Image courtesy of Anindita Gupta

By: Anindita Gupta, Peak Associate

With the SFU Burnaby campus buzzing with the sound of drilling and the whacking of hammers, it is difficult to appreciate the surrounding beauty. With the uncalled-for summer rains, it is even harder. But, on a damp and gloomy Burnaby day, I decided to walk around campus to really notice the things that become even prettier in the rain – the plants! 

Before I begin, I would have to thank technology, without whom this would not have been possible! I found an app called PictureThis, that helps you snap pictures of plants and identify them. (If any passionate botanists are upset with me for bungling any of the names, it was the app!)

The first beautiful set of plants that anyone comes across when they first enter SFU from the Cornerstone entrance is the beautiful living wall of potted plants that are varying in colour and form. I did not end up catching every single species on the wall, but I did manage to identify a few. The first of these potted plants is the one that has leaves with a tinge of red on them. The Leucothoe axillaris, or coastal doghobble, is said to be a native to the North American continent. 

Another potted plant right above the previous one is the lavandin, or the garden lavender. Its scientific name is one of the less intimidating ones: Lavandula intermedia. This particular one is supposed to be a hybrid between the English and Portuguese lavender; ah, what a mix SFU has!

Image courtesy of Anindita Gupta

Moving on from the bus loop/Saywell Hall area, I walked to the Applied Science Building (ASB), but through the walkway with a canopy of greenery. In here, we have a mix of different trees which we may not notice in the everyday hustle and bustle of running into the ASB. Some of the trees that make this canopy are the western red cedar, scientifically identified as the thuja plicata, and the vine maple, scientifically recognized as the acer circinatum. The red cedar in particular is a very common tree on campus. (You notice only this if you’re really paying attention, like I was this time . . . like a bird-watcher, er, of trees!) It is a native to the continent and a giant coniferous tree often associated with the Douglas fir. The vine maple is a smaller tree compared to the first. Something interesting about the vine maple is that Coast Salish peoples sometimes used this tree to make fishing nets, and the Lower Thompson people sometimes used the wood from it to make cradles!
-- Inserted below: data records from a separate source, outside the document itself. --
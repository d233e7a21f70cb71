use serde::{Deserialize, Serialize};

/// Size in bytes of one GDT/LDT/IDT slot.
pub const DESCRIPTOR_SIZE: u32 = 8;

#[derive(Debug, Clone, Copy, Default, Serialize, Deserialize, PartialEq, Eq)]
pub struct SegmentSelector(pub u16);

impl SegmentSelector {
    pub const NULL: SegmentSelector = SegmentSelector(0);

    pub const fn new(index: u16, ti: bool, rpl: u8) -> Self {
        Self((index << 3) | ((ti as u16) << 2) | (rpl as u16 & 0x3))
    }

    /// Selector for GDT slot `index` with the given requested privilege level.
    pub const fn gdt(index: u16, rpl: u8) -> Self { Self::new(index, false, rpl) }

    pub fn index(self) -> u16 { (self.0 >> 3) & 0x1FFF }
    pub fn ti(self) -> bool { (self.0 & 0x4) != 0 }
    pub fn rpl(self) -> u8 { (self.0 & 0x3) as u8 }
    pub fn is_null(self) -> bool { self.index() == 0 && !self.ti() }
}

impl std::fmt::LowerHex for SegmentSelector {
    fn fmt(&self, f: &mut std::fmt::Formatter<'_>) -> std::fmt::Result {
        std::fmt::LowerHex::fmt(&self.0, f)
    }
}

#[derive(Debug, Clone, Copy, Serialize, Deserialize, PartialEq, Eq, Hash)]
pub enum SegReg { CS, DS, ES, FS, GS, SS }

/// GDTR/IDTR contents: linear base and byte limit (size - 1).
#[derive(Debug, Clone, Copy, Default, Serialize, Deserialize, PartialEq, Eq)]
pub struct DescriptorTableReg {
    pub base: u32,
    pub limit: u16,
}

impl DescriptorTableReg {
    /// Register value covering exactly `entries` 8-byte slots at `base`.
    pub fn for_entries(base: u32, entries: usize) -> Self {
        let bytes = (entries as u32 * DESCRIPTOR_SIZE).max(1);
        Self { base, limit: (bytes - 1) as u16 }
    }

    pub fn entries(&self) -> usize { (self.limit as usize + 1) / DESCRIPTOR_SIZE as usize }

    /// True when the whole 8-byte slot `index` lies within the limit.
    pub fn covers(&self, index: u16) -> bool {
        (index as u32) * DESCRIPTOR_SIZE + (DESCRIPTOR_SIZE - 1) <= self.limit as u32
    }

    pub fn slot_address(&self, index: u16) -> u32 {
        self.base.wrapping_add(index as u32 * DESCRIPTOR_SIZE)
    }
}

bitflags::bitflags! {
    /// Access-rights word in the layout LAR reports: access byte in bits 0..8,
    /// descriptor flags nibble in bits 12..16.
    #[derive(Copy, Clone, Debug, Default, PartialEq, Eq, Serialize, Deserialize)]
    pub struct DescriptorFlags: u32 {
        const A = 1<<0;      // Accessed
        const RW = 1<<1;     // Readable (code) / Writable (data)
        const DC = 1<<2;     // Direction (data) / Conforming (code)
        const EXEC = 1<<3;   // Executable
        const TYPE = 1<<4;   // Descriptor type (1=code/data)
        const DPL0 = 1<<5;   // DPL low bit
        const DPL1 = 1<<6;   // DPL high bit
        const PRESENT = 1<<7;// Present
        const AVL = 1<<12;   // Available for system software
        const L = 1<<13;     // 64-bit code segment
        const DB = 1<<14;    // Default operation size (0=16,1=32)
        const G = 1<<15;     // Granularity (0=byte,1=4KiB)
    }
}

impl DescriptorFlags {
    const DPL_MASK: u32 = 0b11 << 5;

    pub fn dpl(&self) -> u8 { ((self.bits() >> 5) & 0x3) as u8 }

    pub fn with_dpl(self, dpl: u8) -> Self {
        Self::from_bits_retain((self.bits() & !Self::DPL_MASK) | ((dpl as u32 & 0x3) << 5))
    }

    pub fn present(&self) -> bool { self.contains(DescriptorFlags::PRESENT) }
    pub fn is_system(&self) -> bool { !self.contains(DescriptorFlags::TYPE) }
    pub fn is_code(&self) -> bool { !self.is_system() && self.contains(DescriptorFlags::EXEC) }
    pub fn is_data(&self) -> bool { !self.is_system() && !self.contains(DescriptorFlags::EXEC) }
    pub fn type_nibble(&self) -> u8 { (self.bits() & 0xF) as u8 }
}

#[derive(Debug, Clone, Copy, PartialEq, Eq, Serialize, Deserialize)]
pub enum SystemType {
    TssAvail16,
    Ldt,
    TssBusy16,
    CallGate16,
    TaskGate,
    InterruptGate16,
    TrapGate16,
    TssAvail32,
    TssBusy32,
    CallGate32,
    InterruptGate32,
    TrapGate32,
}

impl SystemType {
    pub fn from_type(typ: u8) -> Option<Self> {
        Some(match typ & 0xF {
            0b0001 => SystemType::TssAvail16,
            0b0010 => SystemType::Ldt,
            0b0011 => SystemType::TssBusy16,
            0b0100 => SystemType::CallGate16,
            0b0101 => SystemType::TaskGate,
            0b0110 => SystemType::InterruptGate16,
            0b0111 => SystemType::TrapGate16,
            0b1001 => SystemType::TssAvail32,
            0b1011 => SystemType::TssBusy32,
            0b1100 => SystemType::CallGate32,
            0b1110 => SystemType::InterruptGate32,
            0b1111 => SystemType::TrapGate32,
            _ => return None,
        })
    }

    pub fn type_bits(self) -> u8 {
        match self {
            SystemType::TssAvail16 => 0b0001,
            SystemType::Ldt => 0b0010,
            SystemType::TssBusy16 => 0b0011,
            SystemType::CallGate16 => 0b0100,
            SystemType::TaskGate => 0b0101,
            SystemType::InterruptGate16 => 0b0110,
            SystemType::TrapGate16 => 0b0111,
            SystemType::TssAvail32 => 0b1001,
            SystemType::TssBusy32 => 0b1011,
            SystemType::CallGate32 => 0b1100,
            SystemType::InterruptGate32 => 0b1110,
            SystemType::TrapGate32 => 0b1111,
        }
    }

    pub fn is_tss(self) -> bool {
        matches!(self, SystemType::TssAvail16 | SystemType::TssBusy16 | SystemType::TssAvail32 | SystemType::TssBusy32)
    }

    pub fn is_busy_tss(self) -> bool {
        matches!(self, SystemType::TssBusy16 | SystemType::TssBusy32)
    }
}

/// One legacy (8-byte) segment descriptor.
///
/// `limit` is the raw 20-bit field; with [`DescriptorFlags::G`] it counts 4 KiB
/// units. Use [`SegmentDescriptor::effective_limit`] for the byte limit.
#[derive(Debug, Clone, Copy, Default, PartialEq, Eq, Serialize, Deserialize)]
pub struct SegmentDescriptor {
    pub base: u32,
    pub limit: u32,
    pub flags: DescriptorFlags,
}

impl SegmentDescriptor {
    pub const NULL: SegmentDescriptor = SegmentDescriptor { base: 0, limit: 0, flags: DescriptorFlags::empty() };

    pub fn new(base: u32, limit: u32, flags: DescriptorFlags) -> Self {
        Self { base, limit: limit & 0xF_FFFF, flags }
    }

    /// 32-bit code segment; `readable` sets the R bit.
    pub fn code(base: u32, limit: u32, dpl: u8, readable: bool) -> Self {
        let mut flags = DescriptorFlags::TYPE | DescriptorFlags::EXEC | DescriptorFlags::PRESENT | DescriptorFlags::DB;
        flags.set(DescriptorFlags::RW, readable);
        Self::new(base, limit, flags.with_dpl(dpl))
    }

    /// 32-bit expand-up data segment; `writable` clear makes it read-only.
    pub fn data(base: u32, limit: u32, dpl: u8, writable: bool) -> Self {
        let mut flags = DescriptorFlags::TYPE | DescriptorFlags::PRESENT | DescriptorFlags::DB;
        flags.set(DescriptorFlags::RW, writable);
        Self::new(base, limit, flags.with_dpl(dpl))
    }

    /// Available 32-bit TSS descriptor, DPL 0.
    pub fn tss32(base: u32, limit: u32) -> Self {
        let flags = DescriptorFlags::from_bits_retain(SystemType::TssAvail32.type_bits() as u32) | DescriptorFlags::PRESENT;
        Self::new(base, limit, flags)
    }

    pub fn page_granular(mut self) -> Self {
        self.flags.insert(DescriptorFlags::G);
        self
    }

    pub fn dpl(&self) -> u8 { self.flags.dpl() }
    pub fn present(&self) -> bool { self.flags.present() }

    pub fn system_type(&self) -> Option<SystemType> {
        if self.flags.is_system() { SystemType::from_type(self.flags.type_nibble()) } else { None }
    }

    /// Byte limit after applying granularity.
    pub fn effective_limit(&self) -> u32 {
        if self.flags.contains(DescriptorFlags::G) { (self.limit << 12) | 0xFFF } else { self.limit }
    }

    pub fn encode(&self) -> [u8; 8] {
        let mut raw = [0u8; 8];
        raw[0] = (self.limit & 0xFF) as u8;
        raw[1] = ((self.limit >> 8) & 0xFF) as u8;
        raw[2] = (self.base & 0xFF) as u8;
        raw[3] = ((self.base >> 8) & 0xFF) as u8;
        raw[4] = ((self.base >> 16) & 0xFF) as u8;
        raw[5] = (self.flags.bits() & 0xFF) as u8;
        raw[6] = ((((self.flags.bits() >> 12) & 0xF) as u8) << 4) | ((self.limit >> 16) & 0xF) as u8;
        raw[7] = ((self.base >> 24) & 0xFF) as u8;
        raw
    }

    pub fn decode(raw: [u8; 8]) -> Self {
        let limit = (raw[0] as u32) | ((raw[1] as u32) << 8) | (((raw[6] & 0x0F) as u32) << 16);
        let base = (raw[2] as u32) | ((raw[3] as u32) << 8) | ((raw[4] as u32) << 16) | ((raw[7] as u32) << 24);
        let bits = (raw[5] as u32) | ((((raw[6] & 0xF0) >> 4) as u32) << 12);
        Self { base, limit, flags: DescriptorFlags::from_bits_retain(bits) }
    }
}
Image courtesy of Anindita Gupta

I made my way now towards the library, and my main intention was to find out about the two trees that are put on the side of the AQ stairs: the ones that are lit during the winter months. But as it turns out, they were removed due to the construction. Instead, all around these show-stealers, I located the Japanese maple, or the acer palmatum. These are the beauties that change their vibrant shades every season; they’re green in the summer and orange/red in the fall.  

Finally, what better place to end my SFU-trotting, plant-spotting experience than at the gorgeous water lilies in the AQ pond? The European white water lily, or nymphaea alba, floats almost all year round in our pond along with the many swimming koi fish! 

SFU, even in the midst of the construction noise and dust, does still have a very beautiful campus. I suggest taking a walk through it to clear your mind of midterms, papers, and finals in the coming few days. And the rain helps this walk in a way you wouldn’t imagine!